Writer David Templeton takes interesting people to interesting movies in his ongoing quest for the ultimate post-film conversation. And sometimes not. This time out, he takes a vacation from movies and celebrities, traveling to Southern California for his unexpectedly surreal 20-year high school reunion. Amid hyper-nostalgic weirdness, our adventurous conversationalist discovers that everyone has something to say about the movies--even if it's always the same thing.

Well, here I am.

Southern California, Long Beach, some big fancy hotel: the site of my 20th high school reunion, scheduled to begin at 6 p.m. sharp.

"Gosh, it's 6:20," observes my friend, Laura, as we drive up and take our place in line, waiting for a valet. Back in high school, Laura and I were best buds, inseparable members of that unofficial class of teenager known as ugly ducklings. We sat next to each other in numerous art classes, went to countless movies, dreamed aloud of the hopeful future. She married my best friend. Later they divorced. I haven't seen her in almost 10 years, but here we are again. I'm crashing at her place in Irvine. Ted, her current husband, has bowed out of tonight's festivities owing to a thrown back. He seemed almost grateful for the excuse to stay home. He's evidently been to high school reunions.
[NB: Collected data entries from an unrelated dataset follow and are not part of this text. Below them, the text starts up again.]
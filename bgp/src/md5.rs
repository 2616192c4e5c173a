// This Source Code Form is subject to the terms of the Mozilla Public
// License, v. 2.0. If a copy of the MPL was not distributed with this
// file, You can obtain one at https://mozilla.org/MPL/2.0/.

//! TCP MD5 signature option (RFC 2385).
//!
//! The option is passed to `setsockopt(IPPROTO_TCP, TCP_MD5SIG)` as the Linux
//! `struct tcp_md5sig`. The layout is serialized byte by byte so it can be
//! built and checked on any host, but only applied on Linux.
//!
//! ```text
//! offset  size  field
//!      0     2  address family (host order)
//!      2     2  peer port (network order)
//!      4     4  IPv4 address (network order)
//!      8   120  sockaddr_storage padding
//!    128     1  flags
//!    129     1  prefix length
//!    130     2  key length (host order)
//!    132     4  ifindex
//!    136    80  key, zero padded
//! ```

use crate::error::Error;
use std::net::{IpAddr, Ipv4Addr};

/// Size of `struct sockaddr_storage`.
const SOCKADDR_STORAGE_SIZE: usize = 128;

/// Longest key the kernel accepts.
pub const TCP_MD5SIG_MAXKEYLEN: usize = 80;

const FAMILY_OFFSET: usize = 0;
const PORT_OFFSET: usize = 2;
const ADDR_OFFSET: usize = 4;
const KEYLEN_OFFSET: usize = SOCKADDR_STORAGE_SIZE + 2;
const KEY_OFFSET: usize = SOCKADDR_STORAGE_SIZE + 8;

/// `AF_INET` as the kernel stores it in `sa_family_t`.
const AF_INET: u16 = libc::AF_INET as u16;

#[derive(Debug, Clone, PartialEq, Eq)]
pub struct Md5SigOption {
    pub addr: Ipv4Addr,
    pub port: u16,
    key: Vec<u8>,
}

impl Md5SigOption {
    pub const WIRE_SIZE: usize = KEY_OFFSET + TCP_MD5SIG_MAXKEYLEN;

    /// Build an option for `addr`. Only IPv4 peers are supported.
    pub fn new(addr: IpAddr, port: u16, key: &[u8]) -> Result<Self, Error> {
        let addr = match addr {
            IpAddr::V4(v4) => v4,
            IpAddr::V6(_) => return Err(Error::Md5UnsupportedAddress(addr)),
        };
        if key.len() > TCP_MD5SIG_MAXKEYLEN {
            return Err(Error::Md5KeyTooLong(key.len(), TCP_MD5SIG_MAXKEYLEN));
        }
        Ok(Self {
            addr,
            port,
            key: key.to_vec(),
        })
    }

    /// Build the option a session to `addr` will apply to its socket. Fails
    /// on platforms where the option cannot be applied.
    pub fn for_peer(addr: IpAddr, port: u16, key: &str) -> Result<Self, Error> {
        if !cfg!(target_os = "linux") {
            return Err(Error::Md5UnsupportedPlatform);
        }
        Self::new(addr, port, key.as_bytes())
    }

    pub fn key(&self) -> &[u8] {
        &self.key
    }

    pub fn to_wire(&self) -> [u8; Self::WIRE_SIZE] {
        let mut buf = [0u8; Self::WIRE_SIZE];
        buf[FAMILY_OFFSET..FAMILY_OFFSET + 2]
            .copy_from_slice(&AF_INET.to_ne_bytes());
        buf[PORT_OFFSET..PORT_OFFSET + 2]
            .copy_from_slice(&self.port.to_be_bytes());
        buf[ADDR_OFFSET..ADDR_OFFSET + 4].copy_from_slice(&self.addr.octets());
        // Key length fits: it was checked against the 80 byte maximum.
        buf[KEYLEN_OFFSET..KEYLEN_OFFSET + 2]
            .copy_from_slice(&(self.key.len() as u16).to_ne_bytes());
        buf[KEY_OFFSET..KEY_OFFSET + self.key.len()].copy_from_slice(&self.key);
        buf
    }

    pub fn from_wire(buf: &[u8]) -> Result<Self, Error> {
        if buf.len() != Self::WIRE_SIZE {
            return Err(Error::Md5Malformed(format!(
                "expected {} bytes, got {}",
                Self::WIRE_SIZE,
                buf.len()
            )));
        }
        let family =
            u16::from_ne_bytes([buf[FAMILY_OFFSET], buf[FAMILY_OFFSET + 1]]);
        if family != AF_INET {
            return Err(Error::Md5Malformed(format!(
                "unsupported address family {family}"
            )));
        }
        let port =
            u16::from_be_bytes([buf[PORT_OFFSET], buf[PORT_OFFSET + 1]]);
        let addr = Ipv4Addr::new(
            buf[ADDR_OFFSET],
            buf[ADDR_OFFSET + 1],
            buf[ADDR_OFFSET + 2],
            buf[ADDR_OFFSET + 3],
        );
        let keylen = usize::from(u16::from_ne_bytes([
            buf[KEYLEN_OFFSET],
            buf[KEYLEN_OFFSET + 1],
        ]));
        if keylen > TCP_MD5SIG_MAXKEYLEN {
            return Err(Error::Md5KeyTooLong(keylen, TCP_MD5SIG_MAXKEYLEN));
        }
        Self::new(
            IpAddr::V4(addr),
            port,
            &buf[KEY_OFFSET..KEY_OFFSET + keylen],
        )
    }

    /// Install the option on a socket that has not connected yet.
    #[cfg(target_os = "linux")]
    pub fn apply(&self, socket: &socket2::Socket) -> Result<(), Error> {
        use std::os::fd::AsRawFd;

        let buf = self.to_wire();
        // SAFETY: buf is a fully initialized tcp_md5sig image and outlives
        // the call.
        let rc = unsafe {
            libc::setsockopt(
                socket.as_raw_fd(),
                libc::IPPROTO_TCP,
                libc::TCP_MD5SIG,
                buf.as_ptr() as *const libc::c_void,
                buf.len() as libc::socklen_t,
            )
        };
        if rc != 0 {
            return Err(Error::Md5Apply(std::io::Error::last_os_error()));
        }
        Ok(())
    }

    #[cfg(not(target_os = "linux"))]
    pub fn apply(&self, _socket: &socket2::Socket) -> Result<(), Error> {
        Err(Error::Md5UnsupportedPlatform)
    }
}

#[cfg(test)]
mod test {
    use super::*;
    use pretty_assertions::assert_eq;

    #[test]
    fn layout_round_trip() {
        let opt = Md5SigOption::new("10.0.0.1".parse().unwrap(), 179, b"abc123")
            .expect("build option");
        let buf = opt.to_wire();

        assert_eq!(buf.len(), 216);
        assert_eq!(u16::from_ne_bytes([buf[0], buf[1]]), AF_INET);
        assert_eq!(&buf[2..4], &[0x00, 0xb3]);
        assert_eq!(&buf[4..8], &[10, 0, 0, 1]);
        assert!(buf[8..130].iter().all(|b| *b == 0));
        assert_eq!(u16::from_ne_bytes([buf[130], buf[131]]), 6);
        assert_eq!(&buf[136..142], b"abc123");
        assert!(buf[142..].iter().all(|b| *b == 0));

        let parsed = Md5SigOption::from_wire(&buf).expect("parse option");
        assert_eq!(parsed.addr, Ipv4Addr::new(10, 0, 0, 1));
        assert_eq!(parsed.port, 179);
        assert_eq!(parsed.key(), b"abc123");
    }

    #[test]
    fn key_too_long() {
        let key = [b'k'; TCP_MD5SIG_MAXKEYLEN + 1];
        assert!(matches!(
            Md5SigOption::new("10.0.0.1".parse().unwrap(), 179, &key),
            Err(Error::Md5KeyTooLong(81, 80))
        ));

        let key = [b'k'; TCP_MD5SIG_MAXKEYLEN];
        let opt = Md5SigOption::new("10.0.0.1".parse().unwrap(), 179, &key)
            .expect("max length key");
        assert_eq!(&opt.to_wire()[KEY_OFFSET..], &key[..]);
    }

    #[test]
    fn ipv6_rejected() {
        let addr: IpAddr = "fd00::1".parse().unwrap();
        assert!(matches!(
            Md5SigOption::new(addr, 179, b"abc123"),
            Err(Error::Md5UnsupportedAddress(a)) if a == addr
        ));
    }

    #[test]
    fn truncated_buffer() {
        let opt = Md5SigOption::new("10.0.0.1".parse().unwrap(), 179, b"abc")
            .expect("build option");
        let buf = opt.to_wire();
        assert!(matches!(
            Md5SigOption::from_wire(&buf[..100]),
            Err(Error::Md5Malformed(_))
        ));
    }

    #[cfg(target_os = "linux")]
    #[test]
    fn matches_kernel_struct() {
        assert_eq!(
            std::mem::size_of::<libc::sockaddr_storage>(),
            SOCKADDR_STORAGE_SIZE
        );
        assert_eq!(libc::TCP_MD5SIG, 14);
    }

    #[cfg(not(target_os = "linux"))]
    #[test]
    fn unsupported_platform() {
        assert!(matches!(
            Md5SigOption::for_peer("10.0.0.1".parse().unwrap(), 179, "abc123"),
            Err(Error::Md5UnsupportedPlatform)
        ));
    }
}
I clamber from the car. My legs--noticeably stiff and vaguely numb--have yet to recover from the nine-hour drive down from the Bay Area. I cast a glance up and down the street, taking notice of the glittering marquee of a movie theater, just up the block. Six screens. Saving Private Ryan is playing on three of them; I can't make out the rest.

It's an encouraging sign. Literally. If the party gets too weird, there might still be time to catch a flick.

That, come to think of it, is what I did 20 years ago. On graduation night, I skipped the all-night class party and went to the movies with a few friends. Capricorn One. Opening night. During the big chase scene at the end, my date became so excited she spilled half a tub of popcorn in our laps. Those were the days.

"Welcome Downey High Class of '78," proclaims a large, conspicuous banner inside the hotel lobby. We follow the arrow, and a few moments later, step into a large room packed with 200 people, all of whom, curiously, have absolutely nothing in common with one another, beyond each being roughly 38 years old (there's a thought) and having all once attended the same crumbling, suburban high school from which Karen and Richard Carpenter once graduated! At the check-in desk, we are given name tags that display our youthful 1978 yearbook photos, a cruel trick if ever there was one, but necessary if we were going to connect the people now schmoozing and preening around us to the people who once ignored us in the hallways.

"David Templeton," calls out a voice. A short, burly man with an aggressive handshake comes up to chat. After peering at his photo, I recognize him as the little brother of the guy who used to dump me upside down in the trash can. When the conversation moves to the "So-what-do-you-do?" phase, I learn that he's now a salesperson for a printing firm. Learning that I write about movies, he immediately says, "Wow. Have you seen Saving Private Ryan? What a movie!"

Agreeing that Steven Spielberg's blockbuster World War II epic--about a group of soldiers risking their lives to locate one lost private--is possibly the best film of the summer, I ask what he liked best about it.

"Um," he thinks. "It was so damn real, as close to being in actual combat as you can get without having to actually duck bullets."

"Have you ever experienced actual combat?" I wonder.

"Well, no," he says, "but that's what I hear." He wanders off.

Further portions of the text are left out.